WHAT NEEDS TO BE DONE: Work through the entries below line by line and give the number of lines with the string "SyntheticAdapter", nothing else.

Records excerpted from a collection
☆ ☆ ☆ ☆

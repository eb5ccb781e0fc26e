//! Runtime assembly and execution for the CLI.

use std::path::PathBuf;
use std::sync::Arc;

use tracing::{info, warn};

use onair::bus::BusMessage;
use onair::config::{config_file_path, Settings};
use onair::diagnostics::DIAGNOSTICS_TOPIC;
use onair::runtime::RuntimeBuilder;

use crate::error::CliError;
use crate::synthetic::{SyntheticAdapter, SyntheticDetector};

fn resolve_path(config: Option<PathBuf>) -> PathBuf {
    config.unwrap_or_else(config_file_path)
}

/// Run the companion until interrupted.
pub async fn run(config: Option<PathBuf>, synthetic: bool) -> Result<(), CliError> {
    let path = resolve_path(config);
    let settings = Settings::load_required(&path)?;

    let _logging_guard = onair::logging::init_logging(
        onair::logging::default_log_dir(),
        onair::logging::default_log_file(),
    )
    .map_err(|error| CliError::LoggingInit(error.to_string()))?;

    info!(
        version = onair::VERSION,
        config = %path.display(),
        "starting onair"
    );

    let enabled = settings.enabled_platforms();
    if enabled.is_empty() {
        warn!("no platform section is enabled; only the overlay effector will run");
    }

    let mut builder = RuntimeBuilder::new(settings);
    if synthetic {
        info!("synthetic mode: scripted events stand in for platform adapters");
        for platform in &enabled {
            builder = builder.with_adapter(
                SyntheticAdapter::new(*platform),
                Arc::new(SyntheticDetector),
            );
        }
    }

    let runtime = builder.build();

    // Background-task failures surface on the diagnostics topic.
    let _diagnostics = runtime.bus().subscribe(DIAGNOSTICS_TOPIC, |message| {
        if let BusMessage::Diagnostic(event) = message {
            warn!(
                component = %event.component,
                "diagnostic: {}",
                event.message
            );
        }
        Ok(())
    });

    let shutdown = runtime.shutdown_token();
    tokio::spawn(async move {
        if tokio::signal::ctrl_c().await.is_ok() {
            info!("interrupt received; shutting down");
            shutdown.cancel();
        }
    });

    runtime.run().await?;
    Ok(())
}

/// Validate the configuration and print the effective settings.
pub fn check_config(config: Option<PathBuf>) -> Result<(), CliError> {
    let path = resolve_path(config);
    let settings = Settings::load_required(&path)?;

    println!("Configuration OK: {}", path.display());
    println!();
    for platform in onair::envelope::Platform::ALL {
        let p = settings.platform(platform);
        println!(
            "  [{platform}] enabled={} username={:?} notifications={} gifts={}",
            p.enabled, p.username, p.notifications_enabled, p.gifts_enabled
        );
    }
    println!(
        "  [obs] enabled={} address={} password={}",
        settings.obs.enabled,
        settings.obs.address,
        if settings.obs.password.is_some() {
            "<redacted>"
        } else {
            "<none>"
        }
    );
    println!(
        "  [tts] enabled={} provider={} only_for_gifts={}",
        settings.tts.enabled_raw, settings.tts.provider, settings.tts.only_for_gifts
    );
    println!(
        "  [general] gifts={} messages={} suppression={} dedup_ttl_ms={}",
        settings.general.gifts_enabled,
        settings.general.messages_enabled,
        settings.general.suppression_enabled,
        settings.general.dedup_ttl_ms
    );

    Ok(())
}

☆ ☆ ☆ ☆

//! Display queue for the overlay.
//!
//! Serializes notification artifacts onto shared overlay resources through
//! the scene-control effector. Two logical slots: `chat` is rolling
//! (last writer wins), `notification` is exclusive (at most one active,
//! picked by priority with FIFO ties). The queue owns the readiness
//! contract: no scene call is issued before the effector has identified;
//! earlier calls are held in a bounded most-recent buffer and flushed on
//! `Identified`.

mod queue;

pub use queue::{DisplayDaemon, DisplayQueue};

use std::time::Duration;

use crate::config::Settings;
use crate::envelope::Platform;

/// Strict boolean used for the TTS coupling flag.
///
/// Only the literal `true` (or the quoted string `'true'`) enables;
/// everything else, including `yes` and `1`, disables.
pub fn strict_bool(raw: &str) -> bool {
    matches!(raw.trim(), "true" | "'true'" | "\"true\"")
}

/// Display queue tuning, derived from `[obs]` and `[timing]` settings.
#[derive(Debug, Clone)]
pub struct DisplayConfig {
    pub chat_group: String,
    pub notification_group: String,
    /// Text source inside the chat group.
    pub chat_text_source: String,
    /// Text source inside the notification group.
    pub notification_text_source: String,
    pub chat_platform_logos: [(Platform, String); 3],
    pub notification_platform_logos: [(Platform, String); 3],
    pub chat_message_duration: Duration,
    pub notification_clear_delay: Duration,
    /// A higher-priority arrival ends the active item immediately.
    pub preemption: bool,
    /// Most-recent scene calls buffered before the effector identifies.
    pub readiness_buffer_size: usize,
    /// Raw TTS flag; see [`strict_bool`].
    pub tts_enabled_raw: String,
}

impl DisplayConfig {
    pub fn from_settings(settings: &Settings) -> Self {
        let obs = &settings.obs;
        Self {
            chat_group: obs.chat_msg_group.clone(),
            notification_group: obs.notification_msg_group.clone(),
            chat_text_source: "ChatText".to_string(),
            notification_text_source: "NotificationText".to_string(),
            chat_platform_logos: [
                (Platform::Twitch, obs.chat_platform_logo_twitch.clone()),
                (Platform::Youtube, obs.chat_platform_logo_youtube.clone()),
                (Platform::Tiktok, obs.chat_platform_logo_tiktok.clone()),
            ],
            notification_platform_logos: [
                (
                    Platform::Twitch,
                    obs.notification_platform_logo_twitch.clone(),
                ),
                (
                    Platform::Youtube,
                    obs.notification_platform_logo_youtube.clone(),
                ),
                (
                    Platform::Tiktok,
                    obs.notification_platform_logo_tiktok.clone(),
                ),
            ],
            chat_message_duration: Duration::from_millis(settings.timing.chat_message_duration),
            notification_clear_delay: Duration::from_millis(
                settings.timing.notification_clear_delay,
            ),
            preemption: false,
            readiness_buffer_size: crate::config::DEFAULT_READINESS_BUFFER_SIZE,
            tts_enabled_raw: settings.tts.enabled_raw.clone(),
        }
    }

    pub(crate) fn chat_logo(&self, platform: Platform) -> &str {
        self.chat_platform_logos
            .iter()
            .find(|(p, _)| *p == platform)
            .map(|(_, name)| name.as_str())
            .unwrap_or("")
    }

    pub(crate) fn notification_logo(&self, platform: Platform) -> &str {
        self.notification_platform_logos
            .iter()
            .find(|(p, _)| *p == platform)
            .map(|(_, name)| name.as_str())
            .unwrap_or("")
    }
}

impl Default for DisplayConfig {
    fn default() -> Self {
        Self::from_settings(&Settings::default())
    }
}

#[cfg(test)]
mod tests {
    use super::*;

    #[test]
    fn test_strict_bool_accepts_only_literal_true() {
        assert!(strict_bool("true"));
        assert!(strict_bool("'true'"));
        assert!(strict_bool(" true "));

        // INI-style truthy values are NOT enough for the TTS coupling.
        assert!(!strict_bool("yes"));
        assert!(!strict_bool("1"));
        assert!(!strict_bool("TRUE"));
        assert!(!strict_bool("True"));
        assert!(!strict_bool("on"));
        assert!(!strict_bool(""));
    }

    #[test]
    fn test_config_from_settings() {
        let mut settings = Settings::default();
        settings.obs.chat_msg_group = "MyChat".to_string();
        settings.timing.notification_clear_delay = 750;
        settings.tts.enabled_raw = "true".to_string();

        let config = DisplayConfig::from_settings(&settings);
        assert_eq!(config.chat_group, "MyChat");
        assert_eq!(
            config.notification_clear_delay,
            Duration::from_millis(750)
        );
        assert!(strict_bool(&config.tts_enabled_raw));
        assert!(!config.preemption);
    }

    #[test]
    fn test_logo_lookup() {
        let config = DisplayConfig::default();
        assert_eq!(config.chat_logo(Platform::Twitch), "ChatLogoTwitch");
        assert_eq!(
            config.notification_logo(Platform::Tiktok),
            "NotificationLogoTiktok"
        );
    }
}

☆ ☆ ☆ ☆

SOLUTION FOR THIS PROBLEM: 2